Dida: Nie mogę doczekać się gry na Anfield i spotkania z Jerzym Dudkiem

Nelson Dida udzielił wywiadu dla Milan TV. Oto, co były bramkarz Milanu miał do powiedzenia.

 Czy nie możesz doczekać się spotkania na Anfield? Co oznacza dla Ciebie ten stadion? Czy jest jakiś zawodnik z drużyny legend Liverpoolu, z którym najbardziej chciałbyś się spotkać?

 Jestem bardzo podekscytowany pomysłem gry na Anfield i czekam z niecierpliwością na to żeby pojawić się w wyjściowym składzie i zagrać w tym spotkaniu. To będzie mój pierwszy raz na Anfield, jestem zachwycony. Ten mecz będzie miał swój historyczny smaczek. Nie mogę się doczekać spotkania z moim kolegą, bramkarzem Liverpoolu, Jerzym Dudkiem i oczywiście z Steven Gerrardem, który jest prawdziwym mistrzem.

 To będzie Twoje pierwsze spotkanie na Anfield.  Jak bardzo zależy ci na udziale w tym meczu?

 Nie mogę doczekać gry na Anfield. Jestem pewien, że będzie to wspaniałe doświadczenie na prestiżowym stadionie. Mam nadzieję zobaczyć fanów obu zespołów i innych kibiców piłki nożnej.

 Oba finały Ligi Mistrzów przeciwko Liverpoolowi były naprawdę trudnymi spotkaniami. Czy spodziewasz się podobnego poziom intensywności w tym meczu, nawet jeśli nie będziecie walczyć o konkretne trofeum?

Oczywiście. Tym razem Puchar Ligi Mistrzów nie jest zagrożony, ale obie drużyny będą ze sobą grać, aby wygrać. To będzie wspaniale wydarzenie sportowe. To będzie fantastyczny pokaz piłkarski z udziałem wielkich mistrzów po obu stronach boiska.

 W 2005 roku AC Milan wygrał pierwszą połowę 3:0. W drugiej połowie do gry wrócił Liverpool. Czy doświadczyłeś kiedykolwiek takich 45 minut?

 Wszystko działo się tak szybko. To było jak zaciemnienie, istny koszmar. Możesz wygrać lub przegrać każde spotkanie, ale nigdy nie zapomnę tego, co zdarzyło się tamtej nocy. Nie zapomnę również zwycięstwa w 2007 roku. To była radość nie do opisania.

 Jak często myślisz o Stambule? Czy myślisz że AC Milan był ofiarą samozadowolenia w drugiej połowie?

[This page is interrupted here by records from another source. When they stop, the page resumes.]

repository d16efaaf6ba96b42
// HTTP client utilities
use crate::domain::error::MenuError;
use crate::infrastructure::config::Config;
use reqwest::cookie::Jar;
use reqwest::{Client, Proxy};
use std::sync::Arc;

/// Create the shared HTTP client from config
///
/// The request timeout lives here; the cache itself never times out a fetch.
/// Cookies set anywhere along a redirect chain land in `jar`.
pub fn create_client(config: &Config, jar: Arc<Jar>) -> Result<Client, MenuError> {
    let mut builder = Client::builder()
        .cookie_provider(jar)
        .pool_max_idle_per_host(10)
        .pool_idle_timeout(std::time::Duration::from_secs(30))
        .timeout(config.upstream.timeout())
        .user_agent(config.upstream.user_agent.as_str());

    if let Some(proxy) = config.http_proxy.as_deref().filter(|p| !p.is_empty()) {
        builder = builder.proxy(Proxy::all(proxy)?);
    }

    Ok(builder.build()?)
}
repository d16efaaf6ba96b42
pub mod render;
pub mod theme;
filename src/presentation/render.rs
// Terminal rendering for CLI output
use crate::domain::model::{CacheStatus, FoodEntry, NutritionFacts, RefreshSummary};
use crate::presentation::theme::Theme;
use std::fmt::Write;

/// Numbered list under a title
pub fn format_list(title: &str, names: &[String], theme: &Theme) -> String {
    let mut output = String::new();
    writeln!(output, "{}", (theme.title)(title)).ok();

    if names.is_empty() {
        writeln!(output, "  {}", (theme.muted)("(nothing listed)")).ok();
        return output;
    }

    for (i, name) in names.iter().enumerate() {
        writeln!(
            output,
            "  {}. {}",
            (theme.idx)(&(i + 1).to_string()),
            (theme.name)(name)
        )
        .ok();
    }
    output
}

/// Foods grouped under their category headers
pub fn format_foods(title: &str, foods: &[FoodEntry], theme: &Theme) -> String {
    let mut output = String::new();
    writeln!(output, "{}", (theme.title)(title)).ok();

    let mut current: Option<&str> = None;
    for food in foods {
        if current != Some(food.category.as_str()) {
            writeln!(output, "  {}", (theme.label)(&food.category)).ok();
            current = Some(food.category.as_str());
        }
        writeln!(output, "    {}", (theme.name)(&food.name)).ok();
    }

    if foods.is_empty() {
        writeln!(output, "  {}", (theme.muted)("(nothing listed)")).ok();
    }
    output
}

pub fn format_nutrition(food: &str, facts: &NutritionFacts, theme: &Theme) -> String {
    let mut output = String::new();
    writeln!(output, "{}", (theme.title)(food)).ok();

    if facts.is_empty() {
        writeln!(output, "  {}", (theme.muted)("No nutrition information available")).ok();
        return output;
    }

    let width = facts.keys().map(|k| k.chars().count()).max().unwrap_or(0);
    let cutoff = "⸺".repeat(30);
    writeln!(output, "  {}", (theme.line)(&cutoff)).ok();

    for (key, value) in facts {
        let padded = format!("{:width$}", key, width = width);
        writeln!(output, "  {}  {}", (theme.label)(&padded), (theme.value)(value)).ok();
    }
    output
}

pub fn format_refresh(summary: &RefreshSummary, theme: &Theme) -> String {
    format!(
        "{} {} halls, {} items ({})\n",
        (theme.title)("Menu refreshed:"),
        summary.halls,
        summary.items,
        summary.scraped_at.to_rfc3339()
    )
}

pub fn format_status(status: &CacheStatus, theme: &Theme) -> String {
    let mut output = String::new();
    writeln!(output, "{}", (theme.title)("dining status")).ok();
    writeln!(output, "━━━━━━━━━━━━━━━━━━━━━━━━━━━━━━━━━━━━━━━━").ok();

    match (status.cached, status.scraped_at, status.age_secs) {
        (true, Some(scraped_at), Some(age)) => {
            writeln!(
                output,
                "Menu: cached at {} ({}s old, ttl {}s, generation {})",
                scraped_at.to_rfc3339(),
                age,
                status.ttl_secs,
                status.generation
            )
            .ok();
            writeln!(
                output,
                "Contents: {} halls, {} items, {} with nutrition",
                status.halls, status.items, status.enriched_items
            )
            .ok();
        }
        _ => {
            writeln!(output, "Menu: not cached").ok();
        }
    }

    writeln!(
        output,
        "Session: {}",
        if status.has_session {
            "established"
        } else {
            "none"
        }
    )
    .ok();
    output
}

 Na początku często się nad tym zastanawiałem, ta porażka bardzo nas zabolała. Potem musiałem iść dalej, ponieważ rozmyślanie nad tym do niczego nie prowadzi.  Musieliśmy się skupić na następnym sezonie i kolejnych. Nasza mentalność doprowadziła nas do zwycięstwa Ligi Mistrzów w 2007 roku.

O Gerrardzie:

Gerrard jest prawdziwym mistrzem. Jego charyzma i technika doprowadziła jego kolegów z drużyny do powrotu do gry po przegranej pierwszej połowie 3:0. Z pewnością Gerrard jest jednym z najlepszych zawodników na swojej pozycji wśród mistrzów, z którymi miałem do czynienia w swojej karierze.

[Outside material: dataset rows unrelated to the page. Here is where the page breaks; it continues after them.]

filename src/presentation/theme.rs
use colored::Colorize;

pub struct Theme {
    pub title: fn(&str) -> String,
    pub line: fn(&str) -> String,
    pub idx: fn(&str) -> String,
    pub name: fn(&str) -> String,
    pub label: fn(&str) -> String,
    pub value: fn(&str) -> String,
    pub muted: fn(&str) -> String,
}

impl Theme {
    pub fn from_name(name: &str) -> Self {
        match name {
            "temp" | "" => Self::temp(),
            "canvas" => Self::canvas(),
            "plain" => Self::plain(),
            _ => {
                eprintln!("{}", format!("✘ Unknown theme: {}", name).red());
                Self::temp() // Fallback to default
            }
        }
    }

    fn temp() -> Self {
        Self {
            title: |s| s.bright_magenta().italic().bold().underline().to_string(),
            line: |s| s.bright_black().dimmed().to_string(),
            idx: |s| s.bright_white().to_string(),
            name: |s| s.white().to_string(),
            label: |s| s.cyan().to_string(),
            value: |s| s.yellow().to_string(),
            muted: |s| s.bright_white().dimmed().italic().to_string(),
        }
    }

    fn canvas() -> Self {
        Self {
            title: |s| s.blue().bold().underline().to_string(),
            line: |s| s.bright_black().dimmed().to_string(),
            idx: |s| s.cyan().to_string(),
            name: |s| s.black().to_string(),
            label: |s| s.bright_cyan().bold().to_string(),
            value: |s| s.black().to_string(),
            muted: |s| s.bright_black().italic().to_string(),
        }
    }

    fn plain() -> Self {
        Self {
            title: |s| s.to_string(),
            line: |s| s.to_string(),
            idx: |s| s.to_string(),
            name: |s| s.to_string(),
            label: |s| s.to_string(),
            value: |s| s.to_string(),
            muted: |s| s.to_string(),
        }
    }
}
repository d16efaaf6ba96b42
pub mod config;
pub mod network;
pub mod parser;
pub mod storage;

 O wyniku finału w Stambule decydowały szczegóły. Często mówi się o rzucie karnym wykonywanym przez Alonso, który doprowadził do wyrównania. Czy ta sytuacja była kiedykolwiek źródłem frustracji z Twojej strony?

 O tego typu spotkaniach często decydują detale. Oczywiście wynik meczu mógł być zupełnie inny, gdyby Alonso nie dobił piłki po obronionym przeze mnie rzucie karnym. Nie będę ukrywał, że czasami o tym myślę. Nawet jeśli nie możemy o tym zapomnieć to musimy iść do przodu.

 Czy pragnienie zemsty za finał w Stambule było wielką motywacją przed finałem w 2007 roku w Atenach?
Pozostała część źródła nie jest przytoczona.